Further away from the Forest, lower down the Arboretum, across to Alfreton Road, were houses for a superior sort of working man: managers of businesses, clerks, skilled designers, architects and those starting their way up to the top of businesses. Don’t forget that John Player’s first house was Walden House, 2A All Saints Street.
Commissioners had to sell land designated for open space to meet the costs of mains services. There must have been a great deal of public interest and concern about the impact of the changes on the roads and facilities of the city. The newspaper map [Fig. 6] is an example of how a commercial competitive newspaper found it worthwhile to publish extensive descriptions of what were then only conjectured decisions. The Commissioners had prepared a version of Jackson’s map to show the conceptual sweep of the routes required. Whereas the needs of water and drainage services on the Clayfield side of Mansfield Road were clear, those on the Sandfield side were not and were delayed by almost twenty years. The reservoir on Todehole Hill, the highest point on Mapperley Road, and the line of its pipe work under Mapperley Road, were established in the 1840’s and the housing land alongside them released by 1850. In 1861, the Commissioners still expected the Forest to continue west as far as the line of Southey Street, still seen as the main road through the area and called the Hyson Green Road. But by 1864, the line of Mount Hooton Road had been established and marked the west side of the final Forest area.

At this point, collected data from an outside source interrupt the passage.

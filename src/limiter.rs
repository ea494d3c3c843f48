//! Fixed-window refresh quota
//!
//! Tracks, per bucket key, how many operations remain in the current fixed
//! period. Buckets refill lazily: a bucket resets to full only when a caller
//! observes that its period has elapsed, never on a timer. Blocking callers
//! queue as waiters and are granted slots strictly in arrival order by a
//! per-key consumer task.

use std::collections::{HashMap, VecDeque};
use std::future::Future;
use std::sync::{Arc, Mutex, MutexGuard};
use std::time::Duration;

use tokio::sync::oneshot;
use tokio::time::Instant;

use crate::data::{Principal, PrincipalRole};

/// Scope of a limiter: one shared bucket, or one bucket per principal
#[derive(Debug, Clone, Copy, PartialEq, Eq)]
pub enum BucketKind {
    Global,
    PerPrincipal,
}

/// Key of one independently tracked quota bucket.
///
/// Per-principal keys carry the role so a student and a lecturer that happen
/// to share a numeric id are never throttled together.
#[derive(Debug, Clone, PartialEq, Eq, Hash)]
pub enum BucketKey {
    Global,
    Principal {
        user_id: i64,
        role: PrincipalRole,
        object_id: i64,
    },
}

#[derive(Debug)]
struct BucketState {
    remaining: u32,
    reset_at: Instant,
}

impl BucketState {
    fn full(limit: u32, now: Instant, period: Duration) -> Self {
        Self {
            remaining: limit,
            reset_at: now + period,
        }
    }

    fn refill_if_due(&mut self, limit: u32, now: Instant, period: Duration) {
        if self.reset_at <= now {
            self.remaining = limit;
            self.reset_at = now + period;
        }
    }
}

#[derive(Default)]
struct WaitQueue {
    waiters: VecDeque<oneshot::Sender<()>>,
}

struct Inner {
    buckets: HashMap<BucketKey, BucketState>,
    queues: HashMap<BucketKey, WaitQueue>,
}

struct Shared {
    period: Duration,
    limit: u32,
    inner: Mutex<Inner>,
}

/// Fixed-window rate limiter: at most `limit` operations per `period` for
/// every bucket key. A key seen for the first time starts full.
///
/// Clones share the same buckets and waiter queues.
#[derive(Clone)]
pub struct RateLimiter {
    kind: BucketKind,
    blocking: bool,
    shared: Arc<Shared>,
}

impl RateLimiter {
    /// `blocking` decides whether [`RateLimiter::acquire`] suspends the
    /// caller until its slot is granted or returns right after enqueueing.
    pub fn new(period: Duration, limit: u32, kind: BucketKind, blocking: bool) -> Self {
        debug_assert!(limit >= 1, "a quota of zero can never grant a slot");
        Self {
            kind,
            blocking,
            shared: Arc::new(Shared {
                period,
                limit,
                inner: Mutex::new(Inner {
                    buckets: HashMap::new(),
                    queues: HashMap::new(),
                }),
            }),
        }
    }

    /// Bucket key the given principal falls into
    pub fn key_for(&self, principal: &Principal) -> BucketKey {
        match self.kind {
            BucketKind::Global => BucketKey::Global,
            BucketKind::PerPrincipal => BucketKey::Principal {
                user_id: principal.user_id(),
                role: principal.role(),
                object_id: principal.object_id(),
            },
        }
    }

    /// Whether the principal's bucket is currently out of slots. Refills
    /// lazily; never consumes a slot, never errors.
    pub fn is_limited(&self, principal: &Principal) -> bool {
        let key = self.key_for(principal);
        let mut inner = lock(&self.shared.inner);
        let bucket = inner.bucket(key, Instant::now(), self.shared.limit, self.shared.period);
        bucket.remaining == 0
    }

    /// Consumes one slot if the bucket has any left
    pub fn try_acquire(&self, principal: &Principal) -> bool {
        let key = self.key_for(principal);
        let mut inner = lock(&self.shared.inner);
        let bucket = inner.bucket(key, Instant::now(), self.shared.limit, self.shared.period);
        if bucket.remaining > 0 {
            bucket.remaining -= 1;
            true
        } else {
            false
        }
    }

    /// Queues for a slot. The waiter is registered in FIFO order before this
    /// returns; the returned future resolves once the slot is granted when
    /// the limiter is blocking, and immediately otherwise. Either way the
    /// slot is spent once the consumer reaches the waiter.
    pub fn acquire(&self, principal: &Principal) -> impl Future<Output = ()> + Send + 'static {
        let key = self.key_for(principal);
        let (tx, rx) = oneshot::channel();
        let start_consumer = {
            let mut inner = lock(&self.shared.inner);
            let first_waiter = !inner.queues.contains_key(&key);
            inner.queues.entry(key.clone()).or_default().waiters.push_back(tx);
            first_waiter
        };
        if start_consumer {
            tokio::spawn(drain_queue(Arc::clone(&self.shared), key));
        }
        let blocking = self.blocking;
        async move {
            if blocking {
                // the consumer never drops a registered waiter unresolved
                let _ = rx.await;
            }
        }
    }
}

impl Inner {
    fn bucket(
        &mut self,
        key: BucketKey,
        now: Instant,
        limit: u32,
        period: Duration,
    ) -> &mut BucketState {
        let bucket = self
            .buckets
            .entry(key)
            .or_insert_with(|| BucketState::full(limit, now, period));
        bucket.refill_if_due(limit, now, period);
        bucket
    }
}

/// Per-key consumer: grants queued waiters in arrival order while capacity
/// remains, sleeps through exhausted periods, and exits once its queue
/// empties. One consumer runs per key with a non-empty queue.
async fn drain_queue(shared: Arc<Shared>, key: BucketKey) {
    loop {
        let sleep_until = {
            let mut inner = lock(&shared.inner);
            let now = Instant::now();
            let Inner { buckets, queues } = &mut *inner;
            let bucket = buckets
                .entry(key.clone())
                .or_insert_with(|| BucketState::full(shared.limit, now, shared.period));
            bucket.refill_if_due(shared.limit, now, shared.period);
            let Some(queue) = queues.get_mut(&key) else {
                return;
            };
            loop {
                let Some(waiter) = queue.waiters.pop_front() else {
                    queues.remove(&key);
                    return;
                };
                if bucket.remaining == 0 {
                    queue.waiters.push_front(waiter);
                    break bucket.reset_at;
                }
                bucket.remaining -= 1;
                // the caller may have stopped waiting; the slot stays
                // spent either way
                let _ = waiter.send(());
            }
        };
        tokio::time::sleep_until(sleep_until).await;
    }
}

fn lock<T>(mutex: &Mutex<T>) -> MutexGuard<'_, T> {
    mutex.lock().unwrap_or_else(|poisoned| poisoned.into_inner())
}
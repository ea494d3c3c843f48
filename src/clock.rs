//! Semester-anchored calendar math
//!
//! Converts week offsets and academic weekdays into epoch-second window
//! bounds. Windows double as cache partition keys and as store query
//! predicates, so everything here is deterministic for a given `now`.

use std::fmt;

use chrono::{DateTime, Datelike, Utc};
use serde::{Deserialize, Serialize};

/// Seconds in one calendar day
pub const SECS_PER_DAY: i64 = 86_400;
/// Seconds in one calendar week
pub const SECS_PER_WEEK: i64 = 604_800;

/// Default semester start: Monday 2022-08-29 00:00 UTC
const DEFAULT_START_SEMESTER: i64 = 1_661_731_200;

/// Academic weekday. The university runs a six-day week; Sunday is never
/// represented, and any computation that would land on it is redirected.
#[derive(Debug, Clone, Copy, PartialEq, Eq, PartialOrd, Ord, Hash, Serialize, Deserialize)]
pub enum DayType {
    Monday = 0,
    Tuesday = 1,
    Wednesday = 2,
    Thursday = 3,
    Friday = 4,
    Saturday = 5,
}

impl DayType {
    /// All academic days in week order
    pub const ALL: [DayType; 6] = [
        DayType::Monday,
        DayType::Tuesday,
        DayType::Wednesday,
        DayType::Thursday,
        DayType::Friday,
        DayType::Saturday,
    ];

    /// Position within the week, Monday = 0
    pub fn index(self) -> i64 {
        self as i64
    }

    /// Day at the given week position, `None` outside `0..=5`
    pub fn from_index(index: i64) -> Option<DayType> {
        usize::try_from(index).ok().and_then(|i| Self::ALL.get(i).copied())
    }

    /// Parses an English day name, case-insensitively
    pub fn from_name(name: &str) -> Option<DayType> {
        match name.to_ascii_lowercase().as_str() {
            "monday" => Some(DayType::Monday),
            "tuesday" => Some(DayType::Tuesday),
            "wednesday" => Some(DayType::Wednesday),
            "thursday" => Some(DayType::Thursday),
            "friday" => Some(DayType::Friday),
            "saturday" => Some(DayType::Saturday),
            _ => None,
        }
    }
}

impl fmt::Display for DayType {
    fn fmt(&self, f: &mut fmt::Formatter<'_>) -> fmt::Result {
        let name = match self {
            DayType::Monday => "Monday",
            DayType::Tuesday => "Tuesday",
            DayType::Wednesday => "Wednesday",
            DayType::Thursday => "Thursday",
            DayType::Friday => "Friday",
            DayType::Saturday => "Saturday",
        };
        f.write_str(name)
    }
}

/// Inclusive epoch-second bounds of one calendar week or one calendar day
#[derive(Debug, Clone, Copy, PartialEq, Eq, Serialize, Deserialize)]
pub struct Window {
    /// First second covered by the window
    pub start: i64,
    /// Last second covered by the window
    pub end: i64,
}

impl Window {
    /// Whether the timestamp falls inside the window
    pub fn contains(self, ts: i64) -> bool {
        self.start <= ts && ts <= self.end
    }
}

/// Maps calendar-relative offsets to epoch-second window boundaries anchored
/// at a fixed semester-start epoch.
///
/// `base_week_delta` shifts every computed week, which is how the deployment
/// is recalibrated when the university moves the timetable origin mid-term.
#[derive(Debug, Clone, Copy)]
pub struct SemesterClock {
    start_semester: i64,
    base_week_delta: i64,
}

impl Default for SemesterClock {
    fn default() -> Self {
        Self::new(DEFAULT_START_SEMESTER, 0)
    }
}

impl SemesterClock {
    pub fn new(start_semester: i64, base_week_delta: i64) -> Self {
        Self {
            start_semester,
            base_week_delta,
        }
    }

    /// Whole weeks elapsed since the semester start; week 1 begins at the
    /// epoch itself.
    pub fn current_week(&self, now: DateTime<Utc>) -> i64 {
        (now.timestamp() - self.start_semester).div_euclid(SECS_PER_WEEK) + 1
    }

    /// Start of the week `week_delta` weeks away from the current one, or of
    /// a single day within it when `weekday` is given.
    ///
    /// The base is UTC midnight of the most recent Monday. A requested
    /// weekday that already passed this week wraps forward to next week's
    /// occurrence; `past` steps one week back before the weekday shift.
    pub fn window_start(
        &self,
        now: DateTime<Utc>,
        week_delta: i64,
        weekday: Option<DayType>,
        past: bool,
    ) -> i64 {
        let day_start = now.timestamp().div_euclid(SECS_PER_DAY) * SECS_PER_DAY;
        let monday = day_start - i64::from(now.weekday().num_days_from_monday()) * SECS_PER_DAY;

        let mut start = monday + (week_delta + self.base_week_delta) * SECS_PER_WEEK;
        if past {
            start -= SECS_PER_WEEK;
        }
        if let Some(day) = weekday {
            start += day.index() * SECS_PER_DAY;
            if day < self.today(now) {
                start += SECS_PER_WEEK;
            }
        }
        start
    }

    /// Window covering one calendar week. Windows of adjacent deltas are
    /// contiguous and non-overlapping.
    pub fn week_window(&self, now: DateTime<Utc>, week_delta: i64) -> Window {
        let start = self.window_start(now, week_delta, None, false);
        Window {
            start,
            end: start + SECS_PER_WEEK - 1,
        }
    }

    /// Window covering one academic day
    pub fn day_window(&self, now: DateTime<Utc>, day: DayType, past: bool) -> Window {
        let start = self.window_start(now, 0, Some(day), past);
        Window {
            start,
            end: start + SECS_PER_DAY - 1,
        }
    }

    /// Week window holding the given day window
    pub fn containing_week(day_window: Window, day: DayType) -> Window {
        let start = day_window.start - day.index() * SECS_PER_DAY;
        Window {
            start,
            end: start + SECS_PER_WEEK - 1,
        }
    }

    /// Today's academic day; Sunday folds into Monday.
    pub fn today(&self, now: DateTime<Utc>) -> DayType {
        match now.weekday().num_days_from_monday() {
            6 => DayType::Monday,
            d => DayType::ALL[d as usize],
        }
    }

    /// The next academic day; Saturday and Sunday both advance to Monday.
    pub fn next_day(&self, now: DateTime<Utc>) -> DayType {
        match now.weekday().num_days_from_monday() {
            5 | 6 => DayType::Monday,
            d => DayType::ALL[(d + 1) as usize],
        }
    }

    /// The previous academic day; Monday and Sunday both step back to
    /// Saturday.
    pub fn previous_day(&self, now: DateTime<Utc>) -> DayType {
        match now.weekday().num_days_from_monday() {
            0 | 6 => DayType::Saturday,
            d => DayType::ALL[(d - 1) as usize],
        }
    }
}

Fig. 9 shows the inherited pattern of ownership of land in the common field area, which the commissioners had to disentangle, as it formed the basis of property rights in the final settlement.
Fig. 10 is a simplified map of enclosure awards, prepared by Roger Smith.
Focus on All Saints site, its social role
One beneficiary of the enclosure was St Mary’s parish, which owned the glebe rights in the old fields. One block of land allocated to the parish was the area bounded by Raleigh Street, All Saints Street and Tennyson Street. The northern end became housing with a ground rent, including John Player’s house. The southern end became the church site and the St Mary’s Nursing Home, now a probation service base.
William Windley, Nottingham’s richest lace manufacturer, gave £40,000 to commemorate his first wife. For this, T C Hine, arguably the foremost Nottingham architect of this period, designed an 800-seat church, an eleven-bedroom vicarage, a three-bed semi-detached head teacher’s house and a school for the area.
Fig. 11 is T C Hine’s own drawing of his design on completion. Some roof tiles with the same pattern were there in the 1980’s.
Fig. 12 is an extract from the OS survey at 1:500 of 1881.
The social history of the area can be seen through what happened to the school /institute over the first hundred of the subsequent hundred and forty five years.
Take the school side of the site. I would like to thank Richard Barraclough for his work on the school rolls in the County Record Office. Three halls were designed; I saw them again, opened up in the renovations in 1982/3. They are sixty or eighty feet long, twenty wide, each with one fireplace. There was one master and one monitor, a lad of ten or eleven. The school was replaced by Tennyson Hall in 1906 (one of the last surviving pupils was invited to the reopening in 1983.) The school was fee paying, not free. It provided for five years education; year one paid 3d, years two & three paid 4d, years 4 & 5 paid 5d. The school opened in 1867. Free education, provided by the local government of the day, came in 1873.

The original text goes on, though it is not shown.